It seemed very fitting somehow that the White Horse should have a 'seat in the stalls' as flesh and blood horses performed on a grassy stage.

There is a great deal to explore along The Ridgeway. We only dipped our inquisitive toes in the shallow water of this special place. One day, before I return to Brittany,  it would be nice to walk its length. I am making plans...

Saturday, 20 July 2013

Saturday Night Fever...


It's been a while...
Work has been stressful, changes to our working hours, a reduction in our O/T pay, rota complexities as we are obliged to accommodate the needs of a rival Lab in Eastern Europe. We are not happy campers and some of us are making plans to move on...

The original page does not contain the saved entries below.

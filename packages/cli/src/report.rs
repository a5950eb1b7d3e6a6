//! Plain-text rendering of command results.

use std::fmt::Write as _;

use flood_risk_analytics_models::{DatasetSummary, NeighborhoodRank, RiskLevelCounts};
use flood_risk_convert::ConversionReport;
use flood_risk_generate::{GenerateConfig, GeneratedDataset};
use flood_risk_neighborhood_models::Neighborhood;
use flood_risk_risk::{RateBreakdown, RiskIndex};

pub fn generated(config: &GenerateConfig, dataset: &GeneratedDataset) -> String {
    let occurrences: u64 = dataset.rows.iter().map(|r| u64::from(r.occurrences)).sum();
    format!(
        "Generated {} rows ({} days ending {}, seed {}) with {occurrences} occurrences\n\
         Wrote {} bytes to {}",
        dataset.written.rows,
        config.n_days,
        config.end_date,
        config.seed,
        dataset.written.bytes,
        dataset.written.path.display()
    )
}

pub fn converted(report: &ConversionReport) -> String {
    let mut out = format!(
        "Converted {} rows ({} dates x {} neighborhoods)\n\
         Tide days backfilled with mean: {}\n\
         Rainfall cells read as 0.0 mm: {}\n",
        report.rows,
        report.dates,
        report.neighborhoods,
        report.tide_days_backfilled,
        report.rainfall_cells_filled
    );
    if !report.unmapped_stations.is_empty() {
        let _ = writeln!(
            out,
            "Unmapped stations dropped: {}",
            report.unmapped_stations.join(", ")
        );
    }
    let _ = write!(
        out,
        "Wrote {} bytes to {}",
        report.written.bytes,
        report.written.path.display()
    );
    out
}

pub fn summary(summary: &DatasetSummary, levels: &RiskLevelCounts) -> String {
    format!(
        "Rows:              {}\n\
         Neighborhoods:     {}\n\
         Days:              {} ({} to {})\n\
         Occurrences:       {} total, {:.2} per row\n\
         Rainfall (mm):     mean {:.2}, std {:.2}, max {:.2}\n\
         Tide (m):          mean {:.3}, std {:.3}, min {:.3}, max {:.3}\n\
         Vulnerability:     mean {:.3}\n\
         Risk levels:       low {}, moderate {}, high {}",
        summary.rows,
        summary.neighborhoods,
        summary.days,
        summary.first_date,
        summary.last_date,
        summary.total_occurrences,
        summary.mean_occurrences,
        summary.rainfall_mm.mean,
        summary.rainfall_mm.std_dev,
        summary.rainfall_mm.max,
        summary.tide_m.mean,
        summary.tide_m.std_dev,
        summary.tide_m.min,
        summary.tide_m.max,
        summary.mean_vulnerability,
        levels.low,
        levels.moderate,
        levels.high
    )
}

pub fn ranking(ranked: &[NeighborhoodRank]) -> String {
    let mut out = format!(
        "{:>4}  {:<20} {:<14} {:>11} {:>6} {:>9} {:>7} {:>8}\n",
        "RANK", "NAME", "CATEGORY", "OCCURRENCES", "VULN", "RAIN (mm)", "TIDE (m)", "SCORE"
    );
    out.push_str(&"-".repeat(86));
    for entry in ranked {
        let _ = write!(
            out,
            "\n{:>4}  {:<20} {:<14} {:>11} {:>6.2} {:>9.2} {:>7.3} {:>8.2}",
            entry.rank,
            entry.neighborhood,
            entry.category.to_string(),
            entry.total_occurrences,
            entry.vulnerability,
            entry.mean_rainfall_mm,
            entry.mean_tide_m,
            entry.score
        );
    }
    out
}

pub fn score(
    neighborhood: &Neighborhood,
    rain: f64,
    tide: f64,
    rate: &RateBreakdown,
    index: &RiskIndex,
) -> String {
    format!(
        "{} ({}), rain {rain} mm, tide {tide} m\n\
         Occurrence rate λ: {:.3} (rain {:.3}, tide {:.3}, vulnerability {:.3}, density x{:.3})\n\
         Risk index:        {:.3} ({})",
        neighborhood.name,
        neighborhood.category,
        rate.rate,
        rate.rain_score,
        rate.tide_score,
        rate.vulnerability_score,
        rate.density_scale,
        index.score,
        index.level
    )
}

I am reminded of that saying "God give me strength to accept the things I cannot change, the courage to change the things I can, and the wisdom to know the difference".

So while I work on my stress levels and try to find the courage to take the steps that I know are right for me, I find myself drawn to memories of my two years in France, and to the house in Brittany that I still own.  And I take comfort from those memories of happier, more relaxed, fun-filled times, even as I shake my head and ask myself "Why the hell did you return to the rat race and come back to the corporate cage?"  

So, here's a post from my days in France.
This is my therapy 

Saturday Night Fever

 


Did I ever mention that I love to cook?

Because I do, for me cooking is an emotional, spiritual and deeply pleasurable experience

People who know me well say that my culinary concoctions are an accurate indication of my current emotions and mood, as in, when I am feeling maternal I produce a vegetable-rich beef stew with dumplings and an old-fashioned pudding with custard

When I am feeling skittish, when there is a new moon and a soft breeze from the south it's seafood, preferable the kind that you can eat with your fingers and with melted butter and juices dripping off your chin so that you have to lick your lips a lot

Those times when wanderlust overcomes me, when I long for faraway places and exotic locations I cook hot-hot chilli, or work my wok to create Chinese dishes or experiment with something drawn at random from one of the cookbooks on top of the cupboard over the sink

When memories engulf me and I want my mum I do as she did, I spend a whole morning baking cakes, in her case one fruit cake (for father) one sponge cake filled with cream and strawberry jam (for her) and a tin of small cakes and pastries for us kids and all delivered with the profound declaration "Yes, you can have a cake but When They're Gone They're Gone".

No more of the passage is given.